## HOW TO COMPLETE THIS TASK
All lines from the one with "Abandons the current input mode." through the last line of the data below should be copied exactly; please add nothing.

Collected data
************
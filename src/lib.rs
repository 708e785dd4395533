//! modstash: a personal registry of module references.
//!
//! modstash remembers the modules you keep reaching for under short aliases
//! and installs them for you:
//! - Aliases derived from module urls (`github.com/foo/bar/v2` ⇒ `bar`)
//! - Usage tracking with frequency and recency ordering
//! - Named groups installed in one batch
//! - Soft deletes, purge and hard reset
//! - An interactive terminal session next to the one-shot commands

#![allow(clippy::multiple_crate_versions)]

//!
//! # Architecture
//!
//! ```text
//! ┌─────────────────────────────────────────────────────┐
//! │  CLI (main.rs)          Session runtime (session)   │  ← Entry points
//! └─────────────────────────────────────────────────────┘
//!            │                          │
//!            │            ┌─────────────────────────────┐
//!            │            │  Application Layer (app/)   │  ← State machine
//!            │            │  - Event handling           │
//!            │            │  - Key mapping              │
//!            │            │  - View model computation   │
//!            │            └─────────────────────────────┘
//!            │               │                    │
//!            │     ┌───────────────┐   ┌───────────────────┐
//!            │     │ UI Layer      │   │ Worker Layer      │
//!            │     │ (ui/)         │   │ (worker/)         │
//!            │     │ - Components  │   │ - Dispatcher      │
//!            │     │ - Theming     │   │ - Completions     │
//!            │     └───────────────┘   └───────────────────┘
//!            ▼                                    │
//! ┌─────────────────────────────────────────────────────┐
//! │  Registry Service (registry/)                       │  ← Use cases
//! │  - Installer invocation                             │
//! └─────────────────────────────────────────────────────┘
//!                        │
//! ┌─────────────────────────────────────────────────────┐
//! │  Storage Layer (storage/)                           │  ← Persistence
//! │  - JSON file with atomic writes                     │
//! └─────────────────────────────────────────────────────┘
//! ```
//!
//! # Modules
//!
//! - [`app`]: Session state machine with event/action model
//! - [`cli`]: One-shot subcommands
//! - [`domain`]: Core domain types (Package, Group, errors)
//! - [`infrastructure`]: Platform paths
//! - [`observability`]: File-based tracing
//! - [`registry`]: Registry use cases and the installer
//! - [`session`]: Terminal runtime for the interactive session
//! - [`storage`]: JSON file persistence
//! - [`ui`]: Terminal rendering with theme support
//! - [`worker`]: Background command dispatch
//!
//! # Configuration
//!
//! Read from `$XDG_CONFIG_HOME/modstash/config.toml` unless `--config` names
//! another file. Every key is optional:
//!
//! ```toml
//! data_dir = "~/.local/share/modstash"
//! installer = ["go", "get"]
//! theme = "catppuccin-mocha"
//! theme_file = "~/.config/modstash/theme.toml"
//! trace_level = "debug"
//! ```
//!
//! # Examples
//!
//! ```rust
//! use modstash::{handle_event, initialize, Config, Event};
//!
//! let mut state = initialize(&Config::default());
//!
//! let (needs_render, actions) = handle_event(&mut state, &Event::Down)?;
//! assert!(needs_render);
//! assert!(actions.is_empty());
//! # Ok::<(), modstash::ModstashError>(())
//! ```

pub mod app;
pub mod cli;
pub mod domain;
pub mod infrastructure;
pub mod observability;
pub mod registry;
pub mod session;
pub mod storage;
pub mod ui;
pub mod worker;

pub use app::{handle_event, Action, AppState, Event, InputMode, ViewMode};
pub use domain::{Group, ModstashError, Package, Result, SortMode};
pub use registry::Registry;
pub use session::start_session;
pub use ui::Theme;

use infrastructure::{default_config_path, default_data_dir, expand_tilde};
use registry::CommandInstaller;
use serde::Deserialize;
use std::path::{Path, PathBuf};
use storage::JsonStorage;

/// User configuration.
///
/// Loaded from TOML; every field may be omitted.
#[derive(Debug, Clone, Default, PartialEq, Eq, Deserialize)]
#[serde(default, deny_unknown_fields)]
pub struct Config {
    /// Directory holding the store and the log. Supports `~`.
    ///
    /// Default: the platform data directory joined with `modstash`.
    pub data_dir: Option<String>,

    /// Installer program followed by its fixed arguments. Urls are appended.
    ///
    /// Default: `["go", "get"]`
    pub installer: Option<Vec<String>>,

    /// Built-in theme name.
    ///
    /// Options: `catppuccin-mocha`, `catppuccin-latte`, `catppuccin-frappe`,
    /// `catppuccin-macchiato`. Ignored if `theme_file` is set.
    pub theme: Option<String>,

    /// Path to a custom TOML theme file. Takes precedence over `theme`.
    pub theme_file: Option<String>,

    /// Tracing filter directive, e.g. `debug` or `modstash=trace`.
    ///
    /// `MODSTASH_LOG` overrides it. Default: `"info"`
    pub trace_level: Option<String>,
}

impl Config {
    /// Parses a config file.
    ///
    /// # Errors
    ///
    /// Returns [`ModstashError::Config`] if the file cannot be read or is not
    /// valid config TOML.
    ///
    /// # Example
    ///
    /// ```rust
    /// use modstash::Config;
    ///
    /// let dir = tempfile::tempdir()?;
    /// let path = dir.path().join("config.toml");
    /// std::fs::write(&path, "theme = \"catppuccin-latte\"\n")?;
    ///
    /// let config = Config::from_file(&path)?;
    /// assert_eq!(config.theme.as_deref(), Some("catppuccin-latte"));
    /// assert!(config.installer.is_none());
    /// # Ok::<(), Box<dyn std::error::Error>>(())
    /// ```
    pub fn from_file(path: &Path) -> Result<Self> {
        let contents = std::fs::read_to_string(path)
            .map_err(|e| ModstashError::Config(format!("failed to read {}: {e}", path.display())))?;

        toml::from_str(&contents)
            .map_err(|e| ModstashError::Config(format!("failed to parse {}: {e}", path.display())))
    }

    /// Loads the config from `path`, or from the default location.
    ///
    /// An explicitly named file must exist. A missing default file yields the
    /// defaults.
    ///
    /// # Errors
    ///
    /// Returns [`ModstashError::Config`] for an unreadable or invalid file.
    pub fn load(path: Option<&Path>) -> Result<Self> {
        if let Some(path) = path {
            return Self::from_file(path);
        }
        match default_config_path() {
            Some(path) if path.exists() => Self::from_file(&path),
            _ => Ok(Self::default()),
        }
    }

    /// The data directory with `~` expanded.
    #[must_use]
    pub fn data_dir(&self) -> PathBuf {
        self.data_dir.as_deref().map_or_else(default_data_dir, expand_tilde)
    }

    /// Location of the JSON store.
    #[must_use]
    pub fn store_path(&self) -> PathBuf {
        infrastructure::store_path(&self.data_dir())
    }

    /// Builds the configured installer.
    ///
    /// # Errors
    ///
    /// Returns [`ModstashError::Config`] for an empty `installer` list.
    pub fn installer(&self) -> Result<CommandInstaller> {
        match &self.installer {
            Some(argv) => CommandInstaller::from_argv(argv),
            None => Ok(CommandInstaller::default()),
        }
    }
}

/// Creates the session state with the configured theme.
///
/// A theme that fails to load is logged and replaced with the default, so a
/// broken theme file never keeps the session from starting.
///
/// # Example
///
/// ```rust
/// use modstash::{initialize, Config};
///
/// let config = Config {
///     theme: Some("no-such-theme".to_string()),
///     ..Default::default()
/// };
///
/// let state = initialize(&config);
/// assert_eq!(state.theme.name, "catppuccin-mocha");
/// ```
#[must_use]
pub fn initialize(config: &Config) -> AppState {
    tracing::debug!("initializing session state");

    let theme_file = config.theme_file.as_deref().map(expand_tilde);
    let theme = Theme::resolve(config.theme.as_deref(), theme_file.as_deref()).unwrap_or_else(|e| {
        tracing::warn!(error = %e, "failed to load theme, using default");
        Theme::default()
    });

    AppState::new(theme)
}

/// Opens the store and builds the registry described by `config`.
///
/// Creates the data directory when missing.
///
/// # Errors
///
/// Returns an error if the data directory cannot be created, the store is
/// unreadable, or the installer is misconfigured.
pub fn open_registry(config: &Config) -> Result<Registry> {
    let data_dir = config.data_dir();
    std::fs::create_dir_all(&data_dir)?;

    let storage = JsonStorage::new(infrastructure::store_path(&data_dir))?;
    let installer = config.installer()?;
    tracing::debug!(
        store = %storage.path().display(),
        installer = installer.program(),
        "registry opened"
    );

    Ok(Registry::new(Box::new(storage), Box::new(installer)))
}

#[cfg(test)]
mod tests {
    use super::*;
    use tempfile::TempDir;

    #[test]
    fn empty_file_gives_defaults() {
        let dir = TempDir::new().unwrap();
        let path = dir.path().join("config.toml");
        std::fs::write(&path, "").unwrap();

        assert_eq!(Config::from_file(&path).unwrap(), Config::default());
    }

    #[test]
    fn unknown_keys_are_rejected() {
        let dir = TempDir::new().unwrap();
        let path = dir.path().join("config.toml");
        std::fs::write(&path, "colour = \"blue\"\n").unwrap();

        let err = Config::from_file(&path).unwrap_err();
        assert!(matches!(err, ModstashError::Config(_)));
    }

    #[test]
    fn explicit_missing_file_is_an_error() {
        let dir = TempDir::new().unwrap();
        assert!(Config::load(Some(&dir.path().join("missing.toml"))).is_err());
    }

    #[test]
    fn installer_argv() {
        let config = Config {
            installer: Some(vec!["cargo".to_string(), "add".to_string()]),
            ..Default::default()
        };
        assert_eq!(config.installer().unwrap().program(), "cargo");

        let empty = Config {
            installer: Some(vec![]),
            ..Default::default()
        };
        assert!(matches!(empty.installer(), Err(ModstashError::Config(_))));
    }

    #[test]
    fn open_registry_creates_data_dir() {
        let dir = TempDir::new().unwrap();
        let data_dir = dir.path().join("nested").join("data");
        let config = Config {
            data_dir: Some(data_dir.display().to_string()),
            ..Default::default()
        };

        let registry = open_registry(&config).unwrap();
        registry.add("github.com/spf13/cobra", "", "", false, false).unwrap();

        assert!(config.store_path().exists());
        assert_eq!(config.store_path(), data_dir.join("modstash.json"));
    }
}
//! The interactive session as a pure state machine.
//!
//! [`session`](crate::session) feeds key presses and worker replies in;
//! [`handle_event`] mutates [`AppState`] and hands back [`Action`]s for the
//! runtime to carry out. Nothing in here does I/O.
//!
//! ```text
//! Key Press → keymap → Event → handle_event → State Mutations → Actions → Worker
//!                                  ↑                                        ↓
//!                                  └──────────── Worker Responses ──────────┘
//! ```
//!
//! [`keymap`] decides which key means what in each [`InputMode`], [`form`]
//! holds the text prompts, [`search`] ranks packages for the filter and
//! [`view`] derives the frame description.
//!
//! ```rust
//! use modstash::app::{handle_event, AppState, Event};
//! use modstash::ui::Theme;
//!
//! let mut state = AppState::new(Theme::default());
//! let (render, _actions) = handle_event(&mut state, &Event::StartSearch)?;
//! assert!(render);
//! # Ok::<(), modstash::domain::error::ModstashError>(())
//! ```

pub mod actions;
pub mod form;
pub mod handler;
pub mod keymap;
pub mod modes;
pub mod search;
pub mod state;
pub mod view;

pub use actions::Action;
pub use handler::{handle_event, startup_actions, Event};
pub use modes::{InputMode, ViewMode};
pub use state::{AppState, Status, StatusKind};
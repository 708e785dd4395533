//! External installer invocation.
//!
//! The registry never installs anything itself: it hands resolved urls to an
//! [`Installer`]. The production implementation shells out to a configured
//! program (`go get` by default) once per batch.

use crate::domain::error::{ModstashError, Result};
use std::process::Command;

/// Program and leading arguments used when nothing is configured.
pub const DEFAULT_INSTALLER: [&str; 2] = ["go", "get"];

/// Installs a batch of module urls.
///
/// Implementations must treat the batch as one unit: a single invocation, a
/// single success or failure.
pub trait Installer: Send + Sync {
    /// Installs all `urls` and returns the combined installer output.
    ///
    /// # Errors
    ///
    /// Returns [`ModstashError::InstallFailed`] when the installer cannot be
    /// started or exits unsuccessfully.
    fn install(&self, urls: &[String]) -> Result<String>;
}

/// Runs an external program with the urls appended to its arguments.
///
/// # Examples
///
/// ```
/// use modstash::registry::CommandInstaller;
///
/// let installer = CommandInstaller::from_argv(&["go".to_string(), "get".to_string()])?;
/// assert_eq!(installer.program(), "go");
/// # Ok::<(), modstash::ModstashError>(())
/// ```
#[derive(Debug, Clone)]
pub struct CommandInstaller {
    program: String,
    args: Vec<String>,
}

impl CommandInstaller {
    /// Builds an installer from an argv-style list: program first, then fixed
    /// arguments.
    ///
    /// # Errors
    ///
    /// Returns [`ModstashError::Config`] if `argv` is empty.
    pub fn from_argv(argv: &[String]) -> Result<Self> {
        let (program, args) = argv
            .split_first()
            .ok_or_else(|| ModstashError::Config("installer command is empty".to_string()))?;

        Ok(Self {
            program: program.clone(),
            args: args.to_vec(),
        })
    }

    #[must_use]
    pub fn program(&self) -> &str {
        &self.program
    }
}

impl Default for CommandInstaller {
    fn default() -> Self {
        Self {
            program: DEFAULT_INSTALLER[0].to_string(),
            args: DEFAULT_INSTALLER[1..].iter().map(|s| (*s).to_string()).collect(),
        }
    }
}

impl Installer for CommandInstaller {
    fn install(&self, urls: &[String]) -> Result<String> {
        let _span = tracing::info_span!("installer_run",
            program = %self.program,
            url_count = urls.len()
        ).entered();

        let output = Command::new(&self.program)
            .args(&self.args)
            .args(urls)
            .output()
            .map_err(|e| {
                tracing::error!(error = %e, "failed to start installer");
                ModstashError::install_failed(&format!("failed to run {}: {e}", self.program))
            })?;

        let mut combined = String::from_utf8_lossy(&output.stdout).into_owned();
        combined.push_str(&String::from_utf8_lossy(&output.stderr));

        if !output.status.success() {
            tracing::warn!(status = ?output.status.code(), "installer exited unsuccessfully");
            return Err(ModstashError::install_failed(&combined));
        }

        tracing::debug!(output_len = combined.len(), "installer finished");
        Ok(combined)
    }
}
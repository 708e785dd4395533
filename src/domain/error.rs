//! Error types for modstash.
//!
//! This module defines the centralized error type [`ModstashError`] and a type alias
//! [`Result`] used throughout the crate. Registry operations return typed failures
//! instead of panicking, so the interactive session can always turn them into a
//! status line and the one-shot commands can print them verbatim.

use thiserror::Error;

/// Maximum number of characters of installer output carried in an error.
pub const MAX_INSTALL_OUTPUT: usize = 200;

/// The main error type for modstash operations.
///
/// Variants map onto the failure taxonomy the registry reports:
///
/// - [`Conflict`](Self::Conflict): a unique name is already taken
/// - [`NotFound`](Self::NotFound): alias, group or package lookup miss
/// - [`InstallFailed`](Self::InstallFailed): the installer exited unsuccessfully
/// - [`Storage`](Self::Storage) / [`Io`](Self::Io): persistence failures
///
/// # Examples
///
/// ```
/// use modstash::ModstashError;
///
/// let err = ModstashError::Conflict("package already exists: foo".to_string());
/// assert_eq!(err.to_string(), "package already exists: foo");
/// ```
#[derive(Debug, Error)]
pub enum ModstashError {
    /// A unique name is already used by a non-deleted row.
    ///
    /// Raised by `add` without the force flag and by group creation. The
    /// string names the conflicting entity.
    #[error("{0}")]
    Conflict(String),

    /// One or more lookups missed.
    ///
    /// The string carries the missing identifiers, e.g.
    /// `"packages not found: foo, bar"`.
    #[error("{0}")]
    NotFound(String),

    /// The external installer reported failure.
    ///
    /// Carries an excerpt of the combined output, at most
    /// [`MAX_INSTALL_OUTPUT`] characters.
    #[error("install failed: {0}")]
    InstallFailed(String),

    /// Storage operation failed.
    ///
    /// Occurs when reading from or writing to the storage backend fails.
    #[error("Storage error: {0}")]
    Storage(String),

    /// Filesystem or I/O operation failed.
    #[error("IO error: {0}")]
    Io(#[from] std::io::Error),

    /// Theme parsing or application failed.
    #[error("Theme error: {0}")]
    Theme(String),

    /// A background command could not be delivered or its result was lost.
    #[error("Worker communication error: {0}")]
    Worker(String),

    /// Configuration is invalid or missing.
    #[error("Configuration error: {0}")]
    Config(String),
}

impl ModstashError {
    /// Builds an [`InstallFailed`](Self::InstallFailed) error from raw installer output.
    ///
    /// The output is trimmed and cut to [`MAX_INSTALL_OUTPUT`] characters, the
    /// last three replaced by `...` when truncation happens.
    ///
    /// ```
    /// use modstash::ModstashError;
    ///
    /// let err = ModstashError::install_failed(&"x".repeat(500));
    /// let ModstashError::InstallFailed(detail) = err else { unreachable!() };
    /// assert_eq!(detail.chars().count(), 200);
    /// assert!(detail.ends_with("..."));
    /// ```
    #[must_use]
    pub fn install_failed(output: &str) -> Self {
        let output = output.trim();
        let detail = if output.chars().count() > MAX_INSTALL_OUTPUT {
            let kept: String = output.chars().take(MAX_INSTALL_OUTPUT - 3).collect();
            format!("{kept}...")
        } else {
            output.to_string()
        };
        Self::InstallFailed(detail)
    }

    /// Returns `true` for uniqueness violations.
    #[must_use]
    pub const fn is_conflict(&self) -> bool {
        matches!(self, Self::Conflict(_))
    }
}

/// A specialized `Result` type for modstash operations.
pub type Result<T> = std::result::Result<T, ModstashError>;
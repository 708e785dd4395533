//! Registry service.
//!
//! [`Registry`] is the single entry point both front ends use. It owns the
//! storage backend (behind a mutex) and the installer, and implements the use
//! cases on top of the raw [`Storage`] queries: alias derivation, conflict
//! handling, batched installs with usage tracking, grouping and soft deletes.
//!
//! The store lock is only held for the duration of one storage call and is
//! never held while the installer runs, so a long `go get` does not block
//! concurrent listings from the interactive session.

pub mod installer;

pub use installer::{CommandInstaller, Installer, DEFAULT_INSTALLER};

use crate::domain::error::{ModstashError, Result};
use crate::domain::{derive_alias, normalize_url, Group, Package, SortMode};
use crate::storage::{sort_by_frequency, sort_by_last_used, PackageRecord, Storage};
use std::path::PathBuf;
use std::sync::{Mutex, MutexGuard};

/// Personal module registry.
///
/// Shared between threads as `Arc<Registry>`.
///
/// # Examples
///
/// ```no_run
/// use modstash::registry::{CommandInstaller, Registry};
/// use modstash::storage::JsonStorage;
/// use std::path::PathBuf;
///
/// let storage = JsonStorage::new(PathBuf::from("/tmp/packages.json"))?;
/// let registry = Registry::new(Box::new(storage), Box::new(CommandInstaller::default()));
///
/// let alias = registry.add("https://github.com/charmbracelet/log", "", "", false, false)?;
/// assert_eq!(alias, "log");
/// # Ok::<(), modstash::ModstashError>(())
/// ```
pub struct Registry {
    store: Mutex<Box<dyn Storage>>,
    installer: Box<dyn Installer>,
}
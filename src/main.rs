//! Binary entry point.
//!
//! Parses the command line, loads the config, initializes tracing and opens
//! the registry, then either runs one subcommand or hands over to the
//! interactive session. Failing to load the config or open the store is the
//! only fatal startup error; it is reported on stderr with a non-zero exit.

#![allow(clippy::multiple_crate_versions)]

use clap::Parser;
use modstash::cli::{run_command, Cli};
use modstash::observability::init_tracing;
use modstash::{open_registry, start_session};
use std::process::ExitCode;
use std::sync::Arc;

fn main() -> ExitCode {
    let cli = Cli::parse();

    let config = match cli.global.resolve_config() {
        Ok(config) => config,
        Err(e) => {
            eprintln!("modstash: {e}");
            return ExitCode::FAILURE;
        }
    };
    init_tracing(&config);

    let registry = match open_registry(&config) {
        Ok(registry) => registry,
        Err(e) => {
            tracing::error!(error = %e, "failed to open registry");
            eprintln!("modstash: failed to open store: {e}");
            return ExitCode::FAILURE;
        }
    };

    let result = match cli.command {
        Some(command) => run_command(&registry, command, &mut std::io::stdout().lock()),
        None => start_session(Arc::new(registry), &config),
    };

    match result {
        Ok(()) => ExitCode::SUCCESS,
        Err(e) => {
            tracing::error!(error = %e, "command failed");
            eprintln!("modstash: {e}");
            ExitCode::FAILURE
        }
    }
}
//! Search bar component renderer.
//!
//! Renders a bordered input box showing the current query. A trailing block
//! cursor is drawn while the query is being edited; a confirmed filter is
//! shown without it.

use crate::ui::helpers::{char_len, position_cursor};
use crate::ui::theme::Theme;
use crate::ui::viewmodel::SearchBarInfo;
use std::io::{self, Write};

const SEARCH_BOX_MARGIN: usize = 5;

/// Renders the three-line search box starting at `row`.
///
/// Returns the next available row position.
pub fn render_search_bar<W: Write>(
    out: &mut W,
    row: usize,
    search: &SearchBarInfo,
    theme: &Theme,
    cols: usize,
) -> io::Result<usize> {
    let box_width = cols.saturating_sub(SEARCH_BOX_MARGIN * 2);
    let inner_width = box_width.saturating_sub(2);
    let border = Theme::fg(&theme.colors.search_bar_border);
    let margin = " ".repeat(SEARCH_BOX_MARGIN);

    position_cursor(out, row, 1)?;
    write!(out, "{margin}{border}┌{}┐{}", "─".repeat(inner_width), Theme::reset())?;

    let cursor = if search.editing { "█" } else { "" };
    let search_text = format!(" Search: {}{cursor}", search.query);
    let padding = inner_width.saturating_sub(char_len(&search_text));

    position_cursor(out, row + 1, 1)?;
    write!(
        out,
        "{margin}{border}│{}{search_text}{}{border}│{}",
        Theme::fg(&theme.colors.text_normal),
        " ".repeat(padding),
        Theme::reset()
    )?;

    position_cursor(out, row + 2, 1)?;
    write!(out, "{margin}{border}└{}┘{}", "─".repeat(inner_width), Theme::reset())?;

    Ok(row + 3)
}
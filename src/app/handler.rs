//! Event handling and state transition logic.
//!
//! This module implements the session reducer: it takes one [`Event`] at a
//! time, mutates [`AppState`] and returns the actions the runtime must execute.
//! The reducer never performs I/O and never blocks.
//!
//! # Architecture
//!
//! The handler follows a unidirectional data flow pattern:
//! 1. Events arrive from the key mapper, the ticker or a worker thread
//! 2. [`handle_event`] routes on the install flag, then the input mode, then
//!    the view mode
//! 3. State mutations occur via `AppState` methods
//! 4. Actions are collected and returned for execution
//!
//! # Event Types
//!
//! - **Navigation**: `Up`, `Down`, `Activate`, `ShowGroups`, `Back`
//! - **Commands**: `Install`, `Delete`, `RemoveFromGroup`, sort keys
//! - **Input**: `Char`, `Backspace`, `NextField`, `Submit`, `Cancel`
//! - **System**: `Tick`, `HardQuit`
//! - **Worker**: `Worker` with a typed [`WorkerResponse`]
//!
//! # Example
//!
//! ```rust
//! use modstash::app::{handle_event, Action, AppState, Event};
//! use modstash::ui::Theme;
//!
//! let mut state = AppState::new(Theme::default());
//! let (_render, actions) = handle_event(&mut state, &Event::Back)?;
//! assert_eq!(actions, vec![Action::Quit]);
//! # Ok::<(), modstash::domain::error::ModstashError>(())
//! ```

use crate::app::modes::{InputMode, ViewMode};
use crate::app::{Action, AppState};
use crate::domain::error::Result;
use crate::domain::{normalize_url, SortMode};
use crate::worker::{Operation, WorkerMessage, WorkerResponse};

/// Events produced by the key mapper, the ticker, and workers.
///
/// Key events are already interpreted for the current mode by
/// [`map_key`](crate::app::keymap::map_key), so `Back` means "q or esc in
/// normal mode" and `Cancel` means "esc inside an input mode".
#[derive(Debug, Clone, PartialEq, Eq)]
pub enum Event {
    /// Moves the cursor of the active list up by one row.
    Up,
    /// Moves the cursor of the active list down by one row.
    Down,
    /// Toggles the mark on the cursor row, or opens the group under the cursor.
    Activate,
    SortByFrequency,
    SortByLastUsed,
    /// Switches from the package view to the groups view.
    ShowGroups,
    /// Leaves the current view; quits from the package view.
    Back,
    StartAdding,
    StartCreatingGroup,
    StartAssigning,
    StartSearch,
    /// Soft-deletes the marked packages, or the group under the cursor.
    Delete,
    /// Installs the marked packages, or the group under the cursor.
    Install,
    RemoveFromGroup,

    /// Appends a character to the focused text buffer.
    Char(char),
    /// Removes the last character of the focused text buffer.
    Backspace,
    NextField,
    PrevField,
    ToggleInstallFlag,
    ToggleForceFlag,
    /// Confirms the current input mode.
    Submit,
    /// Abandons the current input mode.
    Cancel,

    /// Periodic wake-up that animates the install spinner.
    Tick,
    /// Quits unconditionally, even mid-install.
    HardQuit,

    /// Wraps a response from a background worker.
    Worker(WorkerResponse),
}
************
## TASK ANSWER
    /// Abandons the current input mode.
    Cancel,

    /// Periodic wake-up that animates the install spinner.
    Tick,
    /// Quits unconditionally, even mid-install.
    HardQuit,

    /// Wraps a response from a background worker.
    Worker(WorkerResponse),
}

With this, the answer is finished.